Getting a 6 pack of abs isn’t all sit ups, planks and leg raises (although ab-centric workouts are still a big part of the mix). 

It’s important to consider how different types of exercise and the food we eat impacts how quickly we can achieve a chiseled set of abs. Here’s how to get abs faster:

1. Try a HIIT workout

High Intensity Interval Training (HIIT) will have your body burning calories well after finishing your workout making it a great way to burn fat and accelerate your journey to a 6 pack. 

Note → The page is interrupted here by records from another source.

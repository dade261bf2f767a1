//! Strongly-typed wrappers for card attributes
//!
//! Names, franchise tags and rarities are kept apart as distinct types so a
//! franchise can never be passed where a card name is expected.

use serde::{Deserialize, Serialize};
use std::fmt;
use std::str::FromStr;

/// Rarity tier, ordered from weakest to strongest
///
/// `E < D < C < B < A < S < ASS < SSS`
#[derive(Debug, Clone, Copy, PartialEq, Eq, PartialOrd, Ord, Hash, Serialize, Deserialize)]
pub enum Rarity {
    E,
    D,
    C,
    B,
    A,
    S,
    #[serde(rename = "ASS")]
    Ass,
    #[serde(rename = "SSS")]
    Sss,
}

impl Rarity {
    pub const ALL: [Rarity; 8] = [
        Rarity::E,
        Rarity::D,
        Rarity::C,
        Rarity::B,
        Rarity::A,
        Rarity::S,
        Rarity::Ass,
        Rarity::Sss,
    ];

    /// Stat multiplier applied on top of level scaling
    pub fn stat_multiplier(self) -> f64 {
        match self {
            Rarity::E => 1.0,
            Rarity::D => 1.1,
            Rarity::C => 1.2,
            Rarity::B => 1.3,
            Rarity::A => 1.45,
            Rarity::S => 1.65,
            Rarity::Ass => 1.8,
            Rarity::Sss => 2.0,
        }
    }

    pub fn as_str(self) -> &'static str {
        match self {
            Rarity::E => "E",
            Rarity::D => "D",
            Rarity::C => "C",
            Rarity::B => "B",
            Rarity::A => "A",
            Rarity::S => "S",
            Rarity::Ass => "ASS",
            Rarity::Sss => "SSS",
        }
    }
}

impl fmt::Display for Rarity {
    fn fmt(&self, f: &mut fmt::Formatter<'_>) -> fmt::Result {
        write!(f, "{}", self.as_str())
    }
}

impl FromStr for Rarity {
    type Err = String;

    fn from_str(s: &str) -> std::result::Result<Self, Self::Err> {
        let upper = s.trim().to_uppercase();
        Rarity::ALL
            .into_iter()
            .find(|r| r.as_str() == upper)
            .ok_or_else(|| format!("unknown rarity '{s}' (expected one of E, D, C, B, A, S, ASS, SSS)"))
    }
}

/// Source-franchise tag (e.g. which show a character comes from)
///
/// Keeps the display spelling; grouping uses [`Franchise::key`].
#[derive(Debug, Clone, PartialEq, Eq, PartialOrd, Ord, Hash, Serialize, Deserialize)]
#[serde(transparent)]
pub struct Franchise(String);

impl Franchise {
    pub fn new(s: impl Into<String>) -> Self {
        Franchise(s.into())
    }

    /// A card with no franchise tag
    pub fn empty() -> Self {
        Franchise(String::new())
    }

    pub fn as_str(&self) -> &str {
        &self.0
    }

    /// Grouping key: ASCII transliteration, trimmed, lowercased
    ///
    /// "Naruto", " naruto " and "NARUTO" all share one key. Returns `None` for
    /// an empty tag, which never forms a synergy group.
    pub fn key(&self) -> Option<String> {
        let key = deunicode::deunicode(self.0.trim()).to_lowercase();
        if key.is_empty() {
            None
        } else {
            Some(key)
        }
    }
}

impl fmt::Display for Franchise {
    fn fmt(&self, f: &mut fmt::Formatter<'_>) -> fmt::Result {
        write!(f, "{}", self.0)
    }
}

impl From<String> for Franchise {
    fn from(s: String) -> Self {
        Franchise(s)
    }
}

impl From<&str> for Franchise {
    fn from(s: &str) -> Self {
        Franchise(s.to_string())
    }
}

/// Card display name
#[derive(Debug, Clone, PartialEq, Eq, Hash, Serialize, Deserialize)]
#[serde(transparent)]
pub struct CardName(String);

impl CardName {
    pub fn new(s: impl Into<String>) -> Self {
        CardName(s.into())
    }

    pub fn as_str(&self) -> &str {
        &self.0
    }
}

impl fmt::Display for CardName {
    fn fmt(&self, f: &mut fmt::Formatter<'_>) -> fmt::Result {
        write!(f, "{}", self.0)
    }
}

impl From<String> for CardName {
    fn from(s: String) -> Self {
        CardName(s)
    }
}

impl From<&str> for CardName {
    fn from(s: &str) -> Self {
        CardName(s.to_string())
    }
}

2. More cardio, more often 

Incorporating cardio into any workout routine is a foundational staple, however when it comes to working your way to a set of abs cardio will have you burning belly fat, fast! 

3. Eat more protein

Complement your output in the gym with high protein snacks and meals to boost your abdominal muscle growth. For a decadent high protein snack, check out our Dark Chocolate Protein Mousse recipe.  

4. Drink more water

When our bodies are dehydrated, our overall performance is reduced. Dehydration means we can’t transport nutrients as efficiently and we struggle to flush lactic acid (i.e. we don’t perform as well on the gym floor and feel super sore afterwards as our bodies repair). So, to get the maximum out of your ab workout, make sure to drink at least 8 glasses of water per day.

5. Limit refined carbs

When it comes to getting abs it’s important to eat foods that are really high in nutritional value, and unfortunately refined carbs don’t fit the category here. Here are some easy swaps to get started:

  • Swap white rice for cauliflower rice.

  • Swap mashed potato for butter bean or pea mash.

  • Swap chips or fries for sweet potato chips.

  • Swap couscous for quinoa.

6. Add more fibre to your diet

A diet rich in fibre will have you feeling great inside and out as it promotes fat-loss around the belly area and a healthy gut microbiome. A few fibre rich foods to add to your diet are:

  • Oats

  • Carrots

  • Flax seeds

  • Hazelnuts

  • Apples

Feeling a little overwhelmed? That’s okay! Start with something simple like Low Intensity Steady-State cardio (LISS). LISS is essentially slower paced cardio (such as cycling, running or rowing) over a longer period of time, like 40 to 60 minutes. 

Alternatively, work on maintaining your daily steps. Aim for 10,000 steps a day to see health benefits such as weight loss, improved glucose tolerance and reduced blood pressure.